On April 26, 2016, Hamilton’s first and only black city councillor – Mathew Green- tweeted that he was stopped and questioned by Hamilton police arbitrarily saying “For those of you who think police carding is over. I was just arbitrarily stopped/questioned by @HamiltonPolice as a City Clr in my own city”
For those of you who think police carding is over. I was just arbitrarily stopped/questioned by @HamiltonPolice as a City Clr in my own city
— Matthew Green (@MGreenWard3) April 26, 2016
Reactions to his tweet have been mixed, with some sympathizing and calling for the end of carding while others downplaying the role of racial profiling in carding, claiming that it happens to everyone.
According to the complaint Green submitted to the Hamilton Police, which gives details of the interaction, during the incident, the Councillor was waiting for a bus. He was asked what he was doing there, where he was going and his name.

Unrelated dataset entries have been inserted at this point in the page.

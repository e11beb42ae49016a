//! Observability subsystem.
//!
//! # Data Flow
//! ```text
//! Relay sessions produce:
//!     → logging.rs (one structured completion record per request)
//!     → metrics.rs (in-flight gauge, duration histogram, outcome counter)
//!     → tracing spans (`streaming`) around each session
//!
//! Consumers:
//!     → Log aggregation (stdout, JSON)
//!     → Metrics endpoint (Prometheus scrape)
//! ```
//!
//! # Design Decisions
//! - Structured logging (JSON) for machine parsing
//! - Request ID flows from the request layer into every record
//! - Metrics are cheap (atomic increments)

pub mod logging;
pub mod metrics;
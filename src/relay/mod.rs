//! Origin-stream relay subsystem.
//!
//! # Data Flow
//! ```text
//! inbound request + source URL + processing options
//!     → headers.rs (inbound allow-list)
//!     → fetch.rs (outbound request, one send)
//!     → headers.rs (response allow-list)
//!     → metadata.rs (Content-Type / Content-Disposition, status < 300)
//!     → http/cache.rs (cache policy, canonical link)
//!     → stream.rs (status committed, body copied via buffer_pool.rs)
//! ```
//!
//! # Design Decisions
//! - Bytes are forwarded unmodified; nothing is decoded
//! - Shared state is limited to the buffer pool and the in-flight counter
//! - No retries: a failed fetch fails the request

pub mod buffer_pool;
pub mod fetch;
pub mod headers;
pub mod metadata;
pub mod stream;

use std::sync::Arc;

use crate::config::DownloadConfig;
use crate::error::RelayError;
use crate::observability::metrics::InFlightCounter;
use buffer_pool::BufferPool;
use fetch::{OriginFetcher, ReqwestFetcher};

pub use stream::{stream_origin_image, SessionOutcome, SessionState, StreamingResponse};

/// Collaborators shared by every relay session.
#[derive(Clone)]
pub struct RelayContext {
    pub fetcher: Arc<dyn OriginFetcher>,
    pub buffers: Arc<BufferPool>,
    pub in_flight: InFlightCounter,
}

impl RelayContext {
    /// Production context: reqwest transport and the process-wide pool.
    pub fn from_config(config: &DownloadConfig) -> Result<Self, RelayError> {
        Ok(Self {
            fetcher: Arc::new(ReqwestFetcher::new(config)?),
            buffers: buffer_pool::global(),
            in_flight: InFlightCounter::new(),
        })
    }
}
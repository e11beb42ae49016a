//! Structured logging.
//!
//! # Responsibilities
//! - Initialize the tracing subscriber
//! - Emit the per-request completion record
//!
//! # Design Decisions
//! - Uses tracing crate for structured logging
//! - JSON format for production, pretty format for development
//! - `RUST_LOG` overrides the configured level

use axum::http::{Method, StatusCode, Uri};
use serde_json::{Map, Value};
use tracing_subscriber::{layer::SubscriberExt, util::SubscriberInitExt, EnvFilter};

use crate::config::ObservabilityConfig;

/// Install the global subscriber. Safe to call once per process.
pub fn init_logging(config: &ObservabilityConfig) {
    let filter = EnvFilter::try_from_default_env().unwrap_or_else(|_| {
        format!("origin_relay={0},tower_http={0}", config.log_level).into()
    });

    let registry = tracing_subscriber::registry().with(filter);
    let result = if config.log_format == "json" {
        registry.with(tracing_subscriber::fmt::layer().json()).try_init()
    } else {
        registry.with(tracing_subscriber::fmt::layer()).try_init()
    };

    if let Err(e) = result {
        eprintln!("logging already initialized: {e}");
    }
}

/// Log the outcome of a request.
///
/// `fields` is rendered as one JSON object so arbitrary keys survive
/// structured sinks. Level follows the status: error for 5xx or any error,
/// warn for 4xx, info otherwise.
pub fn log_response(
    request_id: &str,
    method: &Method,
    uri: &Uri,
    status: StatusCode,
    error: Option<&str>,
    fields: &Map<String, Value>,
) {
    let fields = Value::Object(fields.clone());

    if error.is_some() || status.is_server_error() {
        tracing::error!(
            request_id = %request_id,
            method = %method,
            uri = %uri,
            status = status.as_u16(),
            error = error.unwrap_or(""),
            fields = %fields,
            "Completed"
        );
    } else if status.is_client_error() {
        tracing::warn!(
            request_id = %request_id,
            method = %method,
            uri = %uri,
            status = status.as_u16(),
            fields = %fields,
            "Completed"
        );
    } else {
        tracing::info!(
            request_id = %request_id,
            method = %method,
            uri = %uri,
            status = status.as_u16(),
            fields = %fields,
            "Completed"
        );
    }
}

Describing his experience, Green wrote in the complaint: ‘This process of arbitrary stopping and questioning in public with cars lined up on the street waiting caused me embarrassment, frustration and anger. He repeatedly questioned my credibility, acting in an intimidating manner and continued to harass me even though it was clear I was not a suspect in any crime nor involved in criminal activity. I feel what he was doing was unlawful and unconstitutional.‘
Hamilton Police has been under fire lately for practicing ‘carding’ and keeping race-based information on file. These random stops and checks affect visible minorities, specially, blacks disproportionately.
According to the new provincial rules released recently, a police officer cannot initiate contact based solely on race and a valid reason to initiate a contact is to investigate a particular offense.